# Useless Customer Support



## John McE (Dec 23, 2003)

I've just got off the phone dealing with a "specialist" in the TIVO team by the name of Sharon.

I phoned customer support because, for the upteenth time, on turning on my TV, I was greeted with "This channel is not available" on almost all of my HD channels (although curiously this time, one HD channel (BBC HD - Ch. 187) was still working).

Sharon tried to tell me that this was because I could only record one HD channel at a time. I corrected her, but she was having none of it,. I told her that I was in touch with many other new TIVO customers and we could all record two channels at a time. She said that must have just happened. I told her no, it has been like that since the TIVO was launched. She didn't believe a word of it.

Instead I had to try out each and every HD channel, only to get the "unavailable" message. Sometime later she asked, with no hint of irony "are you getting a blank screen or is there a message". Grrr - don't you hate tech support people that don't know anything, and can only go through what their computer tells them to do? I thought the TIVO team was actually made up of people with experience with the TIVO. Obviously not.

Much later, I politely explained that if she had been told we could only record one channel at a time, then she should ask someone for verifiaction of this. She was having none of this, and once again tried to correct me. When I insisted she was wrong, she got decidedly shirty.

So I'm back to waiting for it to be "escalated" - although last time they phoned me back in the middle of a working day, telling me if I still had a problem, call them back - but leaving no number to call them back on.

Could someone let me have the e-mail address of the "boss" once again - I'm in just the write mood to write to him! I didn't mind paying £149 for a working product to be one of the first to get it, but as I know others who have been offered it for free, it seems that far from giving Series 1 TIVO owners a discount, we are merely being treated as mugs.


----------



## WooLLsterQ (Feb 14, 2011)

A reboot sorts this out  Just turn your box off at the back then back on, it has happened on mine a couple of times and weirdly it was just the SKY channels that were affected.

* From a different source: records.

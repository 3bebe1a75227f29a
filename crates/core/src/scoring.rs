use std::fmt;
use std::sync::Arc;

use crate::model::{AnswerMap, AssessmentError, AssessmentResult, QuestionBank, Score, SessionState};

//
// ─── STRATEGY ──────────────────────────────────────────────────────────────────
//

/// Maps a completed set of answers to scored career categories.
///
/// Implementations must return at least one result; `Score` already bounds
/// each value to `0..=100`.
pub trait ScoringStrategy: Send + Sync {
    fn score(&self, bank: &QuestionBank, answers: &AnswerMap) -> Vec<AssessmentResult>;
}

//
// ─── FIXED TABLE ───────────────────────────────────────────────────────────────
//

/// Answer-independent result table.
///
/// Every completed assessment gets the same three categories in table order.
#[derive(Debug, Clone, PartialEq, Eq)]
pub struct FixedResultTable {
    results: Vec<AssessmentResult>,
}

impl FixedResultTable {
    #[must_use]
    pub fn new(results: Vec<AssessmentResult>) -> Self {
        Self { results }
    }

    #[must_use]
    pub fn career() -> Self {
        Self::new(vec![
            AssessmentResult::new(
                "Technical Leadership",
                Score::saturating(85),
                [
                    "Consider pursuing a Tech Lead or Engineering Manager role",
                    "Develop skills in system architecture and team mentoring",
                    "Look into companies with strong engineering cultures",
                ],
            ),
            AssessmentResult::new(
                "Innovation & Strategy",
                Score::saturating(78),
                [
                    "Explore product management opportunities",
                    "Consider roles in technology consulting",
                    "Look into startup environments for rapid growth",
                ],
            ),
            AssessmentResult::new(
                "Continuous Learning",
                Score::saturating(92),
                [
                    "Pursue advanced certifications in your field",
                    "Consider roles with R&D components",
                    "Look for companies that invest in employee education",
                ],
            ),
        ])
    }
}

impl Default for FixedResultTable {
    fn default() -> Self {
        Self::career()
    }
}

impl ScoringStrategy for FixedResultTable {
    fn score(&self, _bank: &QuestionBank, _answers: &AnswerMap) -> Vec<AssessmentResult> {
        self.results.clone()
    }
}

//
// ─── GENERATOR ─────────────────────────────────────────────────────────────────
//

/// Runs a scoring strategy against a completed session.
#[derive(Clone)]
pub struct ResultGenerator {
    strategy: Arc<dyn ScoringStrategy>,
}

impl ResultGenerator {
    #[must_use]
    pub fn new(strategy: Arc<dyn ScoringStrategy>) -> Self {
        Self { strategy }
    }

    /// # Errors
    ///
    /// Returns `AssessmentError::Precondition` if the session is not completed
    /// and `AssessmentError::NoResults` if the strategy returns nothing.
    pub fn generate(
        &self,
        bank: &QuestionBank,
        state: &SessionState,
    ) -> Result<Vec<AssessmentResult>, AssessmentError> {
        if !state.is_completed() {
            return Err(AssessmentError::Precondition);
        }
        let results = self.strategy.score(bank, state.answers());
        if results.is_empty() {
            return Err(AssessmentError::NoResults);
        }
        Ok(results)
    }
}

impl Default for ResultGenerator {
    fn default() -> Self {
        Self::new(Arc::new(FixedResultTable::career()))
    }
}

impl fmt::Debug for ResultGenerator {
    fn fmt(&self, f: &mut fmt::Formatter<'_>) -> fmt::Result {
        f.debug_struct("ResultGenerator").finish_non_exhaustive()
    }
}

/// Copy of `results` ordered by descending score; ties keep their order.
#[must_use]
pub fn rank_by_score(results: &[AssessmentResult]) -> Vec<AssessmentResult> {
    let mut ranked = results.to_vec();
    ranked.sort_by(|left, right| right.score().cmp(&left.score()));
    ranked
}

#[cfg(test)]
mod tests {
    use super::*;

    struct EmptyStrategy;

    impl ScoringStrategy for EmptyStrategy {
        fn score(&self, _bank: &QuestionBank, _answers: &AnswerMap) -> Vec<AssessmentResult> {
            Vec::new()
        }
    }

    fn completed(bank: &QuestionBank, picks: &[usize]) -> SessionState {
        let mut state = SessionState::new(bank);
        for pick in picks {
            state.answer(bank, *pick).unwrap();
        }
        state
    }

    #[test]
    fn generate_requires_completed_session() {
        let bank = QuestionBank::career();
        let state = completed(&bank, &[0, 1]);
        let err = ResultGenerator::default().generate(&bank, &state).unwrap_err();
        assert_eq!(err, AssessmentError::Precondition);
    }

    #[test]
    fn fixed_table_returns_three_results_in_table_order() {
        let bank = QuestionBank::career();
        let state = completed(&bank, &[0, 1, 2, 3, 0]);
        let results = ResultGenerator::default().generate(&bank, &state).unwrap();

        let categories: Vec<_> = results.iter().map(AssessmentResult::category).collect();
        assert_eq!(
            categories,
            vec!["Technical Leadership", "Innovation & Strategy", "Continuous Learning"]
        );
        assert!(results.iter().all(|r| r.score().value() <= 100));
        assert!(results.iter().all(|r| r.recommendations().len() == 3));
    }

    #[test]
    fn fixed_table_ignores_answers() {
        let bank = QuestionBank::career();
        let generator = ResultGenerator::default();
        let first = generator.generate(&bank, &completed(&bank, &[0, 0, 0, 0, 0])).unwrap();
        let second = generator.generate(&bank, &completed(&bank, &[3, 2, 1, 0, 3])).unwrap();
        assert_eq!(first, second);
    }

    #[test]
    fn empty_strategy_is_reported() {
        let bank = QuestionBank::career();
        let state = completed(&bank, &[0, 0, 0, 0, 0]);
        let generator = ResultGenerator::new(Arc::new(EmptyStrategy));
        assert_eq!(generator.generate(&bank, &state), Err(AssessmentError::NoResults));
    }

    #[test]
    fn rank_by_score_orders_descending() {
        let ranked = rank_by_score(&FixedResultTable::career().results);
        let scores: Vec<_> = ranked.iter().map(|r| r.score().value()).collect();
        assert_eq!(scores, vec![92, 85, 78]);
    }
}
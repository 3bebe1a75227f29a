#![forbid(unsafe_code)]

pub mod error;
pub mod model;
pub mod scoring;
pub mod time;

pub use error::Error;
pub use scoring::{FixedResultTable, ResultGenerator, ScoringStrategy, rank_by_score};
pub use time::Clock;
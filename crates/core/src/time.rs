use chrono::{DateTime, Duration, Utc};

/// A simple clock abstraction for deterministic time in services and tests.
#[derive(Debug, Clone, Copy, Default)]
pub enum Clock {
    #[default]
    Default,
    Fixed(DateTime<Utc>),
}

impl Clock {
    /// Returns a clock that uses the current system time.
    #[must_use]
    pub fn default_clock() -> Self {
        Self::Default
    }

    /// Returns a clock fixed at the given timestamp.
    #[must_use]
    pub fn fixed(at: DateTime<Utc>) -> Self {
        Self::Fixed(at)
    }

    /// Returns the current time according to the clock.
    #[must_use]
    pub fn now(&self) -> DateTime<Utc> {
        match self {
            Clock::Default => Utc::now(),
            Clock::Fixed(t) => *t,
        }
    }

    /// If this is a fixed clock, advance it by the given duration.
    pub fn advance(&mut self, delta: Duration) {
        if let Clock::Fixed(t) = self {
            *t += delta;
        }
    }
}

/// Deterministic timestamp for tests (2023-11-14T22:13:20Z).
pub const FIXED_TEST_TIMESTAMP: i64 = 1_700_000_000;

/// Returns a deterministic `DateTime<Utc>` for tests.
///
/// # Panics
///
/// Panics if the fixed timestamp cannot be represented.
#[must_use]
pub fn fixed_now() -> DateTime<Utc> {
    DateTime::<Utc>::from_timestamp(FIXED_TEST_TIMESTAMP, 0)
        .expect("fixed timestamp should be valid")
}

/// Returns a `Clock` fixed at the deterministic test timestamp.
#[must_use]
pub fn fixed_clock() -> Clock {
    Clock::fixed(fixed_now())
}
//! Shared error types for the services crate.

use thiserror::Error;

use mentor_core::model::{AssessmentError, MessageId};

use crate::assessment::GenerationToken;

/// Errors emitted by assessment session services.
#[derive(Debug, Error, Clone, PartialEq, Eq)]
#[non_exhaustive]
pub enum SessionError {
    #[error(transparent)]
    Assessment(#[from] AssessmentError),
    #[error("results from generation {got} arrived after the session moved to {expected}")]
    StaleGeneration {
        expected: GenerationToken,
        got: GenerationToken,
    },
    #[error("results were already published for this attempt")]
    AlreadyPublished,
    #[error("assessment incomplete: {answered} of {total} questions answered")]
    Incomplete { answered: usize, total: usize },
}

/// Errors emitted by the canned chat.
#[derive(Debug, Error, Clone, PartialEq, Eq)]
#[non_exhaustive]
pub enum ChatError {
    #[error("message is empty")]
    EmptyMessage,
    #[error("the mentor is still typing a reply")]
    ReplyPending,
    #[error("no reply is awaited for message {0}")]
    UnexpectedReply(MessageId),
}
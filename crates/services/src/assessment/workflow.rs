use std::sync::Arc;

use mentor_core::model::{AppSettings, AssessmentResult, QuestionBank};
use mentor_core::{ResultGenerator, ScoringStrategy};

use super::service::{AnswerOutcome, AssessmentSession, GeneratedResults, PendingGeneration};
use crate::delay::Delay;
use crate::error::SessionError;

/// Orchestrates session start, answering and delayed result generation.
#[derive(Clone, Debug)]
pub struct AssessmentLoopService {
    bank: Arc<QuestionBank>,
    generator: ResultGenerator,
    result_delay: Delay,
}

impl AssessmentLoopService {
    /// Career question bank and fixed result table, delayed per `settings`.
    #[must_use]
    pub fn new(settings: &AppSettings) -> Self {
        Self {
            bank: Arc::new(QuestionBank::career()),
            generator: ResultGenerator::default(),
            result_delay: Delay::new(settings.result_delay()),
        }
    }

    #[must_use]
    pub fn with_bank(mut self, bank: QuestionBank) -> Self {
        self.bank = Arc::new(bank);
        self
    }

    #[must_use]
    pub fn with_strategy(mut self, strategy: Arc<dyn ScoringStrategy>) -> Self {
        self.generator = ResultGenerator::new(strategy);
        self
    }

    #[must_use]
    pub fn result_delay(&self) -> Delay {
        self.result_delay
    }

    #[must_use]
    pub fn start_session(&self) -> AssessmentSession {
        tracing::debug!(questions = self.bank.len(), "starting assessment session");
        AssessmentSession::new(Arc::clone(&self.bank))
    }

    /// Answer the current question of `session`.
    ///
    /// # Errors
    ///
    /// Returns `SessionError` for invalid options or a completed session.
    pub fn answer_current(
        &self,
        session: &mut AssessmentSession,
        option_index: usize,
    ) -> Result<AnswerOutcome, SessionError> {
        let outcome = session.answer_current(option_index).inspect_err(|err| {
            tracing::warn!(%err, option_index, "rejected assessment answer");
        })?;
        if let AnswerOutcome::Completed(pending) = &outcome {
            tracing::info!(token = %pending.token, "assessment completed, generating results");
        }
        Ok(outcome)
    }

    /// Generate results for `session` right away.
    ///
    /// # Errors
    ///
    /// Returns `SessionError` if the session is not completed.
    pub fn generate(&self, session: &AssessmentSession) -> Result<Vec<AssessmentResult>, SessionError> {
        session.generate(&self.generator)
    }

    /// Produce results for a completed attempt after the configured delay.
    ///
    /// The returned results carry the attempt's token; the session rejects them
    /// if it was reset in the meantime.
    ///
    /// # Errors
    ///
    /// Returns `SessionError` if scoring fails.
    pub async fn generate_results(
        &self,
        pending: PendingGeneration,
    ) -> Result<GeneratedResults, SessionError> {
        let generator = self.generator.clone();
        let bank = Arc::clone(&self.bank);
        let PendingGeneration { token, state } = pending;

        let results = self
            .result_delay
            .run(move || generator.generate(&bank, &state))
            .await?;
        Ok(GeneratedResults { token, results })
    }

    /// Answer every question with `picks` and return the published results.
    ///
    /// # Errors
    ///
    /// Returns `SessionError::Incomplete` if `picks` does not cover every
    /// question, or the first answer/scoring error.
    pub async fn run_to_completion(
        &self,
        picks: &[usize],
    ) -> Result<Vec<AssessmentResult>, SessionError> {
        let mut session = self.start_session();
        let mut pending = None;
        for pick in picks {
            if let AnswerOutcome::Completed(done) = self.answer_current(&mut session, *pick)? {
                pending = Some(done);
            }
        }

        let Some(pending) = pending else {
            return Err(SessionError::Incomplete {
                answered: session.answered_count(),
                total: session.total_questions(),
            });
        };

        let generated = self.generate_results(pending).await?;
        Ok(session.publish_results(generated)?.to_vec())
    }
}

#[cfg(test)]
mod tests {
    use super::*;
    use mentor_core::model::{AnswerMap, AssessmentError, Score};

    struct SingleCategory;

    impl ScoringStrategy for SingleCategory {
        fn score(&self, _bank: &QuestionBank, answers: &AnswerMap) -> Vec<AssessmentResult> {
            let total: usize = answers.iter().map(|(_, pick)| pick).sum();
            let score = Score::new(u32::try_from(total * 10).unwrap_or(100)).unwrap_or(Score::saturating(100));
            vec![AssessmentResult::new("Answer Sum", score, ["Keep going"])]
        }
    }

    #[tokio::test]
    async fn run_to_completion_publishes_fixed_table() {
        let service = AssessmentLoopService::new(&AppSettings::instant());
        let results = service.run_to_completion(&[0, 1, 2, 3, 0]).await.unwrap();
        assert_eq!(results.len(), 3);
        assert_eq!(results[0].category(), "Technical Leadership");
    }

    #[tokio::test]
    async fn run_to_completion_reports_missing_answers() {
        let service = AssessmentLoopService::new(&AppSettings::instant());
        let err = service.run_to_completion(&[0, 1]).await.unwrap_err();
        assert_eq!(err, SessionError::Incomplete { answered: 2, total: 5 });
    }

    #[tokio::test]
    async fn run_to_completion_stops_on_invalid_option() {
        let service = AssessmentLoopService::new(&AppSettings::instant());
        let err = service.run_to_completion(&[0, 7, 1, 1, 1]).await.unwrap_err();
        assert!(matches!(
            err,
            SessionError::Assessment(AssessmentError::InvalidOptionIndex { index: 7, .. })
        ));
    }

    #[tokio::test]
    async fn custom_strategy_is_used() {
        let service = AssessmentLoopService::new(&AppSettings::instant())
            .with_strategy(Arc::new(SingleCategory));
        let results = service.run_to_completion(&[1, 1, 1, 1, 1]).await.unwrap();
        assert_eq!(results.len(), 1);
        assert_eq!(results[0].score().value(), 50);
    }
}
use thiserror::Error;

use crate::model::{
    AppSettingsError, AssessmentError, QuestionBankError, QuestionError, ScoreError,
    SessionStateError,
};

#[derive(Debug, Error)]
pub enum Error {
    #[error(transparent)]
    Assessment(#[from] AssessmentError),
    #[error(transparent)]
    Question(#[from] QuestionError),
    #[error(transparent)]
    QuestionBank(#[from] QuestionBankError),
    #[error(transparent)]
    Score(#[from] ScoreError),
    #[error(transparent)]
    SessionState(#[from] SessionStateError),
    #[error(transparent)]
    Settings(#[from] AppSettingsError),
}
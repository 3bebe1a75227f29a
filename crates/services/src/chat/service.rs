use mentor_core::Clock;
use mentor_core::model::{AppSettings, ChatMessage, ReplyBook};

use super::thread::{BotReply, ChatThread, PendingReply};
use crate::delay::Delay;
use crate::error::ChatError;

/// Canned mentor chat: looks replies up in a `ReplyBook` after a short pause.
#[derive(Clone, Debug)]
pub struct ChatService {
    clock: Clock,
    replies: ReplyBook,
    reply_delay: Delay,
}

impl ChatService {
    #[must_use]
    pub fn new(clock: Clock, settings: &AppSettings) -> Self {
        Self {
            clock,
            replies: ReplyBook::career(),
            reply_delay: Delay::new(settings.reply_delay()),
        }
    }

    #[must_use]
    pub fn with_replies(mut self, replies: ReplyBook) -> Self {
        self.replies = replies;
        self
    }

    #[must_use]
    pub fn start_thread(&self) -> ChatThread {
        ChatThread::new(self.clock.now())
    }

    /// Reply text for `input` without any delay.
    #[must_use]
    pub fn reply_for(&self, input: &str) -> &str {
        self.replies.reply_for(input)
    }

    /// Post a user message to `thread`.
    ///
    /// # Errors
    ///
    /// Returns `ChatError` for blank input or while a reply is pending.
    pub fn submit(&self, thread: &mut ChatThread, input: &str) -> Result<PendingReply, ChatError> {
        let pending = thread.push_user(input, self.clock.now())?;
        tracing::debug!(message_id = %pending.message_id, "chat message submitted");
        Ok(pending)
    }

    /// Resolve the canned reply after the configured delay.
    pub async fn compose_reply(&self, pending: PendingReply) -> BotReply {
        let replies = self.replies.clone();
        self.reply_delay
            .run(move || {
                let content = replies.reply_for(&pending.input).to_string();
                BotReply {
                    in_reply_to: pending.message_id,
                    content,
                }
            })
            .await
    }

    /// Append `reply` to `thread`.
    ///
    /// # Errors
    ///
    /// Returns `ChatError::UnexpectedReply` if the thread is not waiting for it.
    pub fn deliver<'a>(
        &self,
        thread: &'a mut ChatThread,
        reply: BotReply,
    ) -> Result<&'a ChatMessage, ChatError> {
        thread.push_reply(reply, self.clock.now())
    }
}
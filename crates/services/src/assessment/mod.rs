mod service;
mod snapshot;
mod workflow;

// Public API of the assessment subsystem.
pub use crate::error::SessionError;
pub use service::{
    AnswerOutcome, AssessmentSession, GeneratedResults, GenerationToken, PendingGeneration,
};
pub use snapshot::AssessmentSnapshot;
pub use workflow::AssessmentLoopService;
use dioxus::prelude::*;

use mentor_core::model::{FeatureAction, Notice, Tab};

use crate::views::assessment::AssessmentPanel;
use crate::views::chat::ChatPanel;
use crate::views::notices::use_notices;
use crate::vm::{FeatureCardVm, StatCardVm, map_feature_cards, map_stat_cards};

fn tab_class(active: Tab, tab: Tab) -> &'static str {
    if active == tab { "tab tab--active" } else { "tab" }
}

#[component]
pub fn HomeView() -> Element {
    let notices = use_notices();
    let mut active_tab = use_signal(Tab::default);
    let stats = use_hook(map_stat_cards);
    let features = use_hook(map_feature_cards);

    let on_feature = use_callback(move |action: FeatureAction| match action {
        FeatureAction::Open(tab) => active_tab.set(tab),
        FeatureAction::Notify(notice) => notices.push(notice),
    });

    let tab = active_tab();

    rsx! {
        div { class: "page home-page",
            section { class: "hero",
                h1 { class: "hero__title", "AI 360 Career Mentor" }
                p { class: "hero__lead",
                    "Transform your career journey with AI-powered guidance, personalized insights, and intelligent career planning that adapts to your goals."
                }
                div { class: "hero__actions",
                    button {
                        class: "btn btn-primary btn-lg",
                        r#type: "button",
                        onclick: move |_| active_tab.set(Tab::Chat),
                        "Start Career Chat"
                    }
                    button {
                        class: "btn btn-outline btn-lg",
                        r#type: "button",
                        onclick: move |_| active_tab.set(Tab::Assessment),
                        "Take Assessment"
                    }
                }
            }

            section { class: "stats",
                for stat in stats {
                    StatCard { key: "{stat.title}", stat }
                }
            }

            section { class: "workspace",
                div { class: "tabs", role: "tablist",
                    button {
                        class: tab_class(tab, Tab::Chat),
                        r#type: "button",
                        role: "tab",
                        onclick: move |_| active_tab.set(Tab::Chat),
                        "AI Career Chat"
                    }
                    button {
                        class: tab_class(tab, Tab::Assessment),
                        r#type: "button",
                        role: "tab",
                        onclick: move |_| active_tab.set(Tab::Assessment),
                        "Career Assessment"
                    }
                }
                div { class: "tab-panel", role: "tabpanel",
                    match tab {
                        Tab::Chat => rsx! { ChatPanel {} },
                        Tab::Assessment => rsx! { AssessmentPanel {} },
                    }
                }
            }

            section { class: "features",
                div { class: "section-heading",
                    h2 { "Powerful Career Development Tools" }
                    p { class: "muted", "Comprehensive AI-powered features to accelerate your professional growth" }
                }
                div { class: "features__grid",
                    for feature in features {
                        FeatureCard { key: "{feature.title}", feature, on_action: on_feature }
                    }
                }
            }

            section { class: "cta",
                h2 { "Ready to Accelerate Your Career?" }
                p { "Join thousands of professionals who've transformed their careers with AI guidance" }
                div { class: "cta__actions",
                    button {
                        class: "btn btn-light btn-lg",
                        r#type: "button",
                        onclick: move |_| active_tab.set(Tab::Chat),
                        "Start Free Chat"
                    }
                    button {
                        class: "btn btn-outline-light btn-lg",
                        r#type: "button",
                        onclick: move |_| notices.push(Notice::pro_coming_soon()),
                        "Upgrade to Pro"
                    }
                }
            }
        }
    }
}

#[component]
fn StatCard(stat: StatCardVm) -> Element {
    rsx! {
        div { class: "stat-card",
            p { class: "stat-card__title", "{stat.title}" }
            p { class: "stat-card__value", "{stat.value}" }
            if let Some(trend) = stat.trend_label.as_deref() {
                span { class: stat.trend_class, "{trend}" }
            }
            if let Some(description) = stat.description {
                p { class: "stat-card__description", "{description}" }
            }
        }
    }
}

#[component]
fn FeatureCard(feature: FeatureCardVm, on_action: EventHandler<FeatureAction>) -> Element {
    let action = feature.action.clone();

    rsx! {
        div { class: if feature.enabled { "feature-card" } else { "feature-card feature-card--disabled" },
            div { class: "feature-card__heading",
                h3 { "{feature.title}" }
                if let Some(badge) = feature.badge {
                    span { class: "badge", "{badge}" }
                }
            }
            p { class: "muted", "{feature.description}" }
            ul { class: "feature-card__bullets",
                for bullet in feature.bullets.iter() {
                    li { "{bullet}" }
                }
            }
            button {
                class: "btn btn-primary feature-card__cta",
                r#type: "button",
                disabled: !feature.enabled,
                onclick: move |_| on_action.call(action.clone()),
                "{feature.cta_label}"
            }
        }
    }
}
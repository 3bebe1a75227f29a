use dioxus::prelude::*;
use dioxus_router::{Link, Outlet, Routable};

use crate::views::{AssessmentView, ChatView, HomeView, NoticeTray, use_notice_provider};

#[derive(Clone, Routable, PartialEq)]
#[rustfmt::skip]
pub enum Route {
    #[layout(Layout)]
        #[route("/", HomeView)] Home {},
        #[route("/chat", ChatView)] Chat {},
        #[route("/assessment", AssessmentView)] Assessment {},
}

#[component]
fn Layout() -> Element {
    use_notice_provider();

    rsx! {
        div { class: "app",
            Header {}
            main { class: "content",
                Outlet::<Route> {}
            }
            footer { class: "site-footer",
                p { "© 2024 AI 360 Career Mentor. Empowering careers through artificial intelligence." }
            }
            NoticeTray {}
        }
    }
}

#[component]
fn Header() -> Element {
    rsx! {
        header { class: "site-header",
            div { class: "brand",
                h1 { class: "brand__title", "AI 360 Career Mentor" }
                p { class: "brand__tagline", "Your Professional Growth Companion" }
                span { class: "badge badge--beta", "BETA" }
            }
            nav { class: "site-nav",
                ul {
                    li { Link { to: Route::Home {}, "Home" } }
                    li { Link { to: Route::Chat {}, "Career Chat" } }
                    li { Link { to: Route::Assessment {}, "Assessment" } }
                }
            }
        }
    }
}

We/they are not sure of the causes of this but they are getting looked at.


----------



## Pine Cladding (Aug 4, 2001)

Yes you are not alone with this one. It happens to my box 2-3 times a week and yes, as WooLLsterQ says, a reboot does sort it out - something we shouldn't have to do though


----------



## Buzby (Feb 21, 2011)

SURELY she suggested rebooting? I agree it is a pain, but TiVo isn;t immune from the same nonsense PC users have to put up with. Hopefully then next software drop will fix this (along with the damn PIN protect for every show I watch).


----------



## Digital Fanatic (Feb 16, 2011)

John McE said:


> I've just got off the phone dealing with a "specialist" in the TIVO team by the name of Sharon.
> 
> I phoned customer support because, for the upteenth time, on turning on my TV, I was greeted with "This channel is not available" on almost all of my HD channels (although curiously this time, one HD channel (BBC HD - Ch. 187) was still working).
> 
> ...


Sorry you had a bad experience with one of the team. As WooLLsterQ says, a reboot will fix this bug. The TiVo Team are aware of it and we hope to have it fixed in the the next code release.


----------



## kmusgrave (Oct 13, 2000)

Digital Fanatic said:


> Sorry you had a bad experience with one of the team. As WooLLsterQ says, a reboot will fix this bug. The TiVo Team are aware of it and we hope to have it fixed in the the next code release.


Any chance of letting the customer support team know this?


----------



## Digital Fanatic (Feb 16, 2011)

kmusgrave said:


> Any chance of letting the customer support team know this?


They should know.


----------



## John McE (Dec 23, 2003)

Thanks for the advice re. rebooting. I did know this (and have had to do it several times), but realise now that I didn't say so in my OP.

But I'm suprised no-one has commented on the fact that their technician insisted we could only record one programme at a time!


----------